### What the exercise asks
Your output should contain every record, unchanged.

### Material to process
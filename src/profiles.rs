/**
 * User profiles and their per-question statistics. Each profile lives in its own JSON
 * file named after its ID.
 */
use std::fs;
use std::io;
use std::path::{Path, PathBuf};

use serde::{Deserialize, Serialize};
use tracing::{debug, info, warn};

use super::common::{QuizError, Result};
use super::counter::IdCounter;
use super::question::Question;
use super::questions::QuestionStore;


/// How a single profile has fared on a single question.
#[derive(Serialize, Deserialize, Debug, Clone, PartialEq)]
pub struct QuestionStat {
    #[serde(rename = "id")]
    pub question_id: u64,
    pub times_shown: u64,
    /// Never greater than `times_shown`.
    pub correct_answers: u64,
    /// Sampling weight in [0, 1]. See `selection::record_answer`.
    pub selection_probability: f64,
}


#[derive(Serialize, Deserialize, Debug, Clone, PartialEq)]
pub struct Profile {
    pub id: u64,
    pub name: String,
    #[serde(rename = "questions_stats")]
    pub stats: Vec<QuestionStat>,
}


impl QuestionStat {
    pub fn new(question_id: u64) -> Self {
        Self { question_id, times_shown: 0, correct_answers: 0, selection_probability: 1.0 }
    }

    /// Percentage of correct answers, or 0 if the question has never been shown.
    pub fn correct_percentage(&self) -> f64 {
        if self.times_shown > 0 {
            (self.correct_answers as f64 / self.times_shown as f64) * 100.0
        } else {
            0.0
        }
    }
}


impl Profile {
    pub fn stat(&self, question_id: u64) -> Option<&QuestionStat> {
        self.stats.iter().find(|s| s.question_id == question_id)
    }

    pub fn stat_mut(&mut self, question_id: u64) -> Option<&mut QuestionStat> {
        self.stats.iter_mut().find(|s| s.question_id == question_id)
    }

    pub fn validate(&self) -> Result<()> {
        for stat in self.stats.iter() {
            if stat.correct_answers > stat.times_shown {
                return Err(QuizError::CorruptProfile {
                    profile: self.name.clone(),
                    question_id: stat.question_id,
                });
            }
        }
        Ok(())
    }
}


pub struct ProfileStore {
    dir: PathBuf,
    counter: IdCounter,
}


impl ProfileStore {
    pub fn new<P: AsRef<Path>>(dir: P, counter: IdCounter) -> Self {
        Self { dir: dir.as_ref().to_path_buf(), counter }
    }

    /// Load every profile, ordered by ID.
    pub fn load_all(&self) -> Result<Vec<Profile>> {
        let entries = match fs::read_dir(&self.dir) {
            Ok(entries) => entries,
            Err(ref e) if e.kind() == io::ErrorKind::NotFound => return Ok(Vec::new()),
            Err(e) => return Err(QuizError::Io(e)),
        };

        let mut profiles = Vec::new();
        for entry in entries {
            let path = entry.map_err(QuizError::Io)?.path();
            if path.extension().map_or(true, |ext| ext != "json") {
                warn!(path = %path.display(), "skipping non-profile file");
                continue;
            }
            let data = fs::read_to_string(&path).map_err(QuizError::Io)?;
            let profile: Profile = serde_json::from_str(&data).map_err(QuizError::Json)?;
            profile.validate()?;
            profiles.push(profile);
        }

        profiles.sort_by_key(|p| p.id);
        debug!(dir = %self.dir.display(), count = profiles.len(), "loaded profiles");
        Ok(profiles)
    }

    /// Load the first profile named `name`.
    pub fn load(&self, name: &str) -> Result<Profile> {
        self.load_all()?
            .into_iter()
            .find(|p| p.name == name)
            .ok_or_else(|| QuizError::ProfileNotFound(name.to_string()))
    }

    pub fn get(&self, id: u64) -> Result<Profile> {
        let path = self.path_for(id);
        match fs::read_to_string(&path) {
            Ok(data) => {
                let profile: Profile = serde_json::from_str(&data).map_err(QuizError::Json)?;
                profile.validate()?;
                Ok(profile)
            },
            Err(ref e) if e.kind() == io::ErrorKind::NotFound => {
                Err(QuizError::ProfileNotFound(format!("#{}", id)))
            },
            Err(e) => Err(QuizError::Io(e)),
        }
    }

    /// Create and save a new profile with fresh statistics for every question in the
    /// bank.
    pub fn create(&self, name: &str, questions: &QuestionStore) -> Result<Profile> {
        let stats = questions
            .load_all()?
            .iter()
            .map(|q| QuestionStat::new(q.id))
            .collect();
        let profile = Profile { id: self.counter.next_id()?, name: name.to_string(), stats };
        self.save(&profile)?;
        info!(id = profile.id, name = %profile.name, "created profile");
        Ok(profile)
    }

    pub fn load_or_create(&self, name: &str, questions: &QuestionStore) -> Result<Profile> {
        match self.load(name) {
            Err(QuizError::ProfileNotFound(_)) => self.create(name, questions),
            result => result,
        }
    }

    pub fn save(&self, profile: &Profile) -> Result<()> {
        let path = self.path_for(profile.id);
        let serialized = serde_json::to_string_pretty(profile).map_err(QuizError::Json)?;
        fs::write(&path, serialized).or(Err(QuizError::CannotWriteToFile(path.clone())))?;
        debug!(path = %path.display(), "saved profile");
        Ok(())
    }

    pub fn stat_for<'a>(&self, profile: &'a Profile, question_id: u64) -> Result<&'a QuestionStat> {
        profile.stat(question_id).ok_or(QuizError::MissingStat(question_id))
    }

    /// Give every existing profile a fresh statistics entry for each new question.
    pub fn sync_new_questions(&self, new_questions: &[Question]) -> Result<()> {
        if new_questions.is_empty() {
            return Ok(());
        }

        for mut profile in self.load_all()? {
            for q in new_questions.iter() {
                if profile.stat(q.id).is_none() {
                    profile.stats.push(QuestionStat::new(q.id));
                }
            }
            self.save(&profile)?;
        }
        Ok(())
    }

    fn path_for(&self, id: u64) -> PathBuf {
        self.dir.join(format!("{}.json", id))
    }
}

### Solution
filename src/profiles.rs
/**
 * User profiles and their per-question statistics. Each profile lives in its own JSON
 * file named after its ID.
 */
use std::fs;
use std::io;
use std::path::{Path, PathBuf};

use serde::{Deserialize, Serialize};
use tracing::{debug, info, warn};

use super::common::{QuizError, Result};
use super::counter::IdCounter;
use super::question::Question;
use super::questions::QuestionStore;


/// How a single profile has fared on a single question.
#[derive(Serialize, Deserialize, Debug, Clone, PartialEq)]
pub struct QuestionStat {
    #[serde(rename = "id")]
    pub question_id: u64,
    pub times_shown: u64,
    /// Never greater than `times_shown`.
    pub correct_answers: u64,
    /// Sampling weight in [0, 1]. See `selection::record_answer`.
    pub selection_probability: f64,
}


#[derive(Serialize, Deserialize, Debug, Clone, PartialEq)]
pub struct Profile {
    pub id: u64,
    pub name: String,
    #[serde(rename = "questions_stats")]
    pub stats: Vec<QuestionStat>,
}


impl QuestionStat {
    pub fn new(question_id: u64) -> Self {
        Self { question_id, times_shown: 0, correct_answers: 0, selection_probability: 1.0 }
    }

    /// Percentage of correct answers, or 0 if the question has never been shown.
    pub fn correct_percentage(&self) -> f64 {
        if self.times_shown > 0 {
            (self.correct_answers as f64 / self.times_shown as f64) * 100.0
        } else {
            0.0
        }
    }
}


impl Profile {
    pub fn stat(&self, question_id: u64) -> Option<&QuestionStat> {
        self.stats.iter().find(|s| s.question_id == question_id)
    }

    pub fn stat_mut(&mut self, question_id: u64) -> Option<&mut QuestionStat> {
        self.stats.iter_mut().find(|s| s.question_id == question_id)
    }

    pub fn validate(&self) -> Result<()> {
        for stat in self.stats.iter() {
            if stat.correct_answers > stat.times_shown {
                return Err(QuizError::CorruptProfile {
                    profile: self.name.clone(),
                    question_id: stat.question_id,
                });
            }
        }
        Ok(())
    }
}


pub struct ProfileStore {
    dir: PathBuf,
    counter: IdCounter,
}


impl ProfileStore {
    pub fn new<P: AsRef<Path>>(dir: P, counter: IdCounter) -> Self {
        Self { dir: dir.as_ref().to_path_buf(), counter }
    }

    /// Load every profile, ordered by ID.
    pub fn load_all(&self) -> Result<Vec<Profile>> {
        let entries = match fs::read_dir(&self.dir) {
            Ok(entries) => entries,
            Err(ref e) if e.kind() == io::ErrorKind::NotFound => return Ok(Vec::new()),
            Err(e) => return Err(QuizError::Io(e)),
        };

        let mut profiles = Vec::new();
        for entry in entries {
            let path = entry.map_err(QuizError::Io)?.path();
            if path.extension().map_or(true, |ext| ext != "json") {
                warn!(path = %path.display(), "skipping non-profile file");
                continue;
            }
            let data = fs::read_to_string(&path).map_err(QuizError::Io)?;
            let profile: Profile = serde_json::from_str(&data).map_err(QuizError::Json)?;
            profile.validate()?;
            profiles.push(profile);
        }

        profiles.sort_by_key(|p| p.id);
        debug!(dir = %self.dir.display(), count = profiles.len(), "loaded profiles");
        Ok(profiles)
    }

    /// Load the first profile named `name`.
    pub fn load(&self, name: &str) -> Result<Profile> {
        self.load_all()?
            .into_iter()
            .find(|p| p.name == name)
            .ok_or_else(|| QuizError::ProfileNotFound(name.to_string()))
    }

    pub fn get(&self, id: u64) -> Result<Profile> {
        let path = self.path_for(id);
        match fs::read_to_string(&path) {
            Ok(data) => {
                let profile: Profile = serde_json::from_str(&data).map_err(QuizError::Json)?;
                profile.validate()?;
                Ok(profile)
            },
            Err(ref e) if e.kind() == io::ErrorKind::NotFound => {
                Err(QuizError::ProfileNotFound(format!("#{}", id)))
            },
            Err(e) => Err(QuizError::Io(e)),
        }
    }

    /// Create and save a new profile with fresh statistics for every question in the
    /// bank.
    pub fn create(&self, name: &str, questions: &QuestionStore) -> Result<Profile> {
        let stats = questions
            .load_all()?
            .iter()
            .map(|q| QuestionStat::new(q.id))
            .collect();
        let profile = Profile { id: self.counter.next_id()?, name: name.to_string(), stats };
        self.save(&profile)?;
        info!(id = profile.id, name = %profile.name, "created profile");
        Ok(profile)
    }

    pub fn load_or_create(&self, name: &str, questions: &QuestionStore) -> Result<Profile> {
        match self.load(name) {
            Err(QuizError::ProfileNotFound(_)) => self.create(name, questions),
            result => result,
        }
    }

    pub fn save(&self, profile: &Profile) -> Result<()> {
        let path = self.path_for(profile.id);
        let serialized = serde_json::to_string_pretty(profile).map_err(QuizError::Json)?;
        fs::write(&path, serialized).or(Err(QuizError::CannotWriteToFile(path.clone())))?;
        debug!(path = %path.display(), "saved profile");
        Ok(())
    }

    pub fn stat_for<'a>(&self, profile: &'a Profile, question_id: u64) -> Result<&'a QuestionStat> {
        profile.stat(question_id).ok_or(QuizError::MissingStat(question_id))
    }

    /// Give every existing profile a fresh statistics entry for each new question.
    pub fn sync_new_questions(&self, new_questions: &[Question]) -> Result<()> {
        if new_questions.is_empty() {
            return Ok(());
        }

        for mut profile in self.load_all()? {
            for q in new_questions.iter() {
                if profile.stat(q.id).is_none() {
                    profile.stats.push(QuestionStat::new(q.id));
                }
            }
            self.save(&profile)?;
        }
        Ok(())
    }

    fn path_for(&self, id: u64) -> PathBuf {
        self.dir.join(format!("{}.json", id))
    }
}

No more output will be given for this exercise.